Description of the task
Exactly the lines below from the one with "filename src/gateway/error.rs" up to and including the one with "use tokio_util::sync::CancellationToken;" make up the answer, with nothing else added.

━━━ Listed entries ━━━

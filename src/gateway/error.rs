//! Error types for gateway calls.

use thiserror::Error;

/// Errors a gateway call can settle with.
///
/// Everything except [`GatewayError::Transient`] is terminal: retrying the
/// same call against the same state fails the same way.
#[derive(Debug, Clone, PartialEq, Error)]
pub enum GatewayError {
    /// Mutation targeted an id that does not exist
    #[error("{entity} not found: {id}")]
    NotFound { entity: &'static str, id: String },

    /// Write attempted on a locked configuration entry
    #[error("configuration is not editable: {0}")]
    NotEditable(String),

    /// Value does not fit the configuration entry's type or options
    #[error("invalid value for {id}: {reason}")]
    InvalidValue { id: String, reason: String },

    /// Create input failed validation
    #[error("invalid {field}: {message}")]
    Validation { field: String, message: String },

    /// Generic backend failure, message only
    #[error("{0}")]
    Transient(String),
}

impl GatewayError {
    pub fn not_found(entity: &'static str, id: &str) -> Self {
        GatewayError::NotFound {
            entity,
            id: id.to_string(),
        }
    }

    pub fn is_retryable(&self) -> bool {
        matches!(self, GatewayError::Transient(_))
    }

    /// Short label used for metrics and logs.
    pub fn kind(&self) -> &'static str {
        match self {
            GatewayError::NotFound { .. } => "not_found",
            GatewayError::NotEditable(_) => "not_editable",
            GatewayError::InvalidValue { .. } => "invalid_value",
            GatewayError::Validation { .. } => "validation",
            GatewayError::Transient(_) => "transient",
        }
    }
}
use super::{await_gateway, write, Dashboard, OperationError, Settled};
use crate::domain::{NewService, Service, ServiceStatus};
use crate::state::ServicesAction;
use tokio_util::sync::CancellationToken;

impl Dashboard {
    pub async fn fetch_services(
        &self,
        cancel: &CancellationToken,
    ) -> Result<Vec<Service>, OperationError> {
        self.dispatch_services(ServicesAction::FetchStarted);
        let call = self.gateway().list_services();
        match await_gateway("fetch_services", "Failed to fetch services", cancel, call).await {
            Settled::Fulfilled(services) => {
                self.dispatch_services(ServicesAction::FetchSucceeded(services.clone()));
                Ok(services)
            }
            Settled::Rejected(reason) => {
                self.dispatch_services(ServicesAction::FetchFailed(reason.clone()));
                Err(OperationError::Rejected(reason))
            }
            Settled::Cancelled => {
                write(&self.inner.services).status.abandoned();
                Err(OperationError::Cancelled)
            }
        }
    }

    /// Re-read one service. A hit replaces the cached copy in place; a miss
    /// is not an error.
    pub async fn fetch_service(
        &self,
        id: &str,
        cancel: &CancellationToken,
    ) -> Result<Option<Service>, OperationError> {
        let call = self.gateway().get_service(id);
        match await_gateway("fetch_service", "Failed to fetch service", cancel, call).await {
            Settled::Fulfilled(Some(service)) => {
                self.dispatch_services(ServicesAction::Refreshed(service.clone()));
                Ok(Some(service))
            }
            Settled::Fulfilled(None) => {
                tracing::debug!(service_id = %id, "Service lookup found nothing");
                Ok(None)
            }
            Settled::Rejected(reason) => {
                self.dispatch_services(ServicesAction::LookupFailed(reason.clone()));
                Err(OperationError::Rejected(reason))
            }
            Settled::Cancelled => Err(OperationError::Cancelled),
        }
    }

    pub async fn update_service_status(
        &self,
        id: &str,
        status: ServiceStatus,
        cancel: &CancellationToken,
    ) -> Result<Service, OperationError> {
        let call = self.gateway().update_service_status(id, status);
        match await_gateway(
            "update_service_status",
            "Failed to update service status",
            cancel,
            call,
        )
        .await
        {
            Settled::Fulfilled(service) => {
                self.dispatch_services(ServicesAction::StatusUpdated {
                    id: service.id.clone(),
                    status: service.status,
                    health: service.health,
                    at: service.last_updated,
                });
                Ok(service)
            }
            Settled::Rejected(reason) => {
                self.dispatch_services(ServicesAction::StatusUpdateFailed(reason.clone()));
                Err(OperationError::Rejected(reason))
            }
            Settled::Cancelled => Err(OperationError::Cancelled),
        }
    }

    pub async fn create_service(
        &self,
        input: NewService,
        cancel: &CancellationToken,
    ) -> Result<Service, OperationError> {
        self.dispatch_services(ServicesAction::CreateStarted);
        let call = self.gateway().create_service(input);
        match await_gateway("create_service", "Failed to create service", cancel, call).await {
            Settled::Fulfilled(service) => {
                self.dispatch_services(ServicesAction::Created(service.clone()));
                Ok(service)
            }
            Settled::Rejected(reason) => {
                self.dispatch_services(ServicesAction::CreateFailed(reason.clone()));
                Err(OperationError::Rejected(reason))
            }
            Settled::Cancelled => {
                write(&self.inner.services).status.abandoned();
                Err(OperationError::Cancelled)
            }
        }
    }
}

━━━
━━━ Listed entries ━━━

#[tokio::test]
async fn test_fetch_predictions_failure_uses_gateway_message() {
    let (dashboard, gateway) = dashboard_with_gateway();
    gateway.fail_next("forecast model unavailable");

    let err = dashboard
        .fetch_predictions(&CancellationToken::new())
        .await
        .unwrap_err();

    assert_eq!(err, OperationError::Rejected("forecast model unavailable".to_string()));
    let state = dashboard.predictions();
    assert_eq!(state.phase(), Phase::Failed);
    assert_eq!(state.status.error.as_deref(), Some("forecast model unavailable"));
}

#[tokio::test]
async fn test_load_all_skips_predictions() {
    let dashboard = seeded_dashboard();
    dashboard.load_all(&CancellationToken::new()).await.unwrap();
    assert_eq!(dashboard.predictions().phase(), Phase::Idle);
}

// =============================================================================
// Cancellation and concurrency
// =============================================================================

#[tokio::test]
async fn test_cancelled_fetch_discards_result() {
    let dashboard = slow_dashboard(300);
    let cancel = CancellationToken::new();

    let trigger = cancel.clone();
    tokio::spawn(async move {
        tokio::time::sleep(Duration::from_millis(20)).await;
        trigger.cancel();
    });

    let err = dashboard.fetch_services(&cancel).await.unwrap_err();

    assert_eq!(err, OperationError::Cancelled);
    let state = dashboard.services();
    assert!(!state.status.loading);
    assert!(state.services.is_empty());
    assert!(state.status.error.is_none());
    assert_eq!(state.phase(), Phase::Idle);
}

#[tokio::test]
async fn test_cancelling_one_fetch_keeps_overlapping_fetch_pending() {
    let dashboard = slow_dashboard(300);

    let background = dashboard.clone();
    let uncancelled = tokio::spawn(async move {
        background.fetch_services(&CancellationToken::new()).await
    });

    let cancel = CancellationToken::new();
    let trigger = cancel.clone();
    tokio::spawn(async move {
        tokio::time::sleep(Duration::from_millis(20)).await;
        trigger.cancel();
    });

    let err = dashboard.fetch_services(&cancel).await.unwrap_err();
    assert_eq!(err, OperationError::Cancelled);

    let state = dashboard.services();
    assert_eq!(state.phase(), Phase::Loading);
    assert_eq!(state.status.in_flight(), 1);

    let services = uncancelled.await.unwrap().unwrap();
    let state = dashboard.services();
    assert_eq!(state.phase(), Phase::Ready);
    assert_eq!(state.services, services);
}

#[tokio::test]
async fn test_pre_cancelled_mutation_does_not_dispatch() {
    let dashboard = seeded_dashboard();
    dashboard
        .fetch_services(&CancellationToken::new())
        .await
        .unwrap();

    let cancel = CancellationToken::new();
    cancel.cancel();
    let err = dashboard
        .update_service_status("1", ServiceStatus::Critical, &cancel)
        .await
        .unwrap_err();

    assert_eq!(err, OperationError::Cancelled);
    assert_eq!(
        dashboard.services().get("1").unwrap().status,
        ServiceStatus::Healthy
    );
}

━━━

Answer to the problem
filename src/gateway/error.rs
//! Error types for gateway calls.

use thiserror::Error;

/// Errors a gateway call can settle with.
///
/// Everything except [`GatewayError::Transient`] is terminal: retrying the
/// same call against the same state fails the same way.
#[derive(Debug, Clone, PartialEq, Error)]
pub enum GatewayError {
    /// Mutation targeted an id that does not exist
    #[error("{entity} not found: {id}")]
    NotFound { entity: &'static str, id: String },

    /// Write attempted on a locked configuration entry
    #[error("configuration is not editable: {0}")]
    NotEditable(String),

    /// Value does not fit the configuration entry's type or options
    #[error("invalid value for {id}: {reason}")]
    InvalidValue { id: String, reason: String },

    /// Create input failed validation
    #[error("invalid {field}: {message}")]
    Validation { field: String, message: String },

    /// Generic backend failure, message only
    #[error("{0}")]
    Transient(String),
}

impl GatewayError {
    pub fn not_found(entity: &'static str, id: &str) -> Self {
        GatewayError::NotFound {
            entity,
            id: id.to_string(),
        }
    }

    pub fn is_retryable(&self) -> bool {
        matches!(self, GatewayError::Transient(_))
    }

    /// Short label used for metrics and logs.
    pub fn kind(&self) -> &'static str {
        match self {
            GatewayError::NotFound { .. } => "not_found",
            GatewayError::NotEditable(_) => "not_editable",
            GatewayError::InvalidValue { .. } => "invalid_value",
            GatewayError::Validation { .. } => "validation",
            GatewayError::Transient(_) => "transient",
        }
    }
}
use super::{await_gateway, write, Dashboard, OperationError, Settled};
use crate::domain::{NewService, Service, ServiceStatus};
use crate::state::ServicesAction;
use tokio_util::sync::CancellationToken;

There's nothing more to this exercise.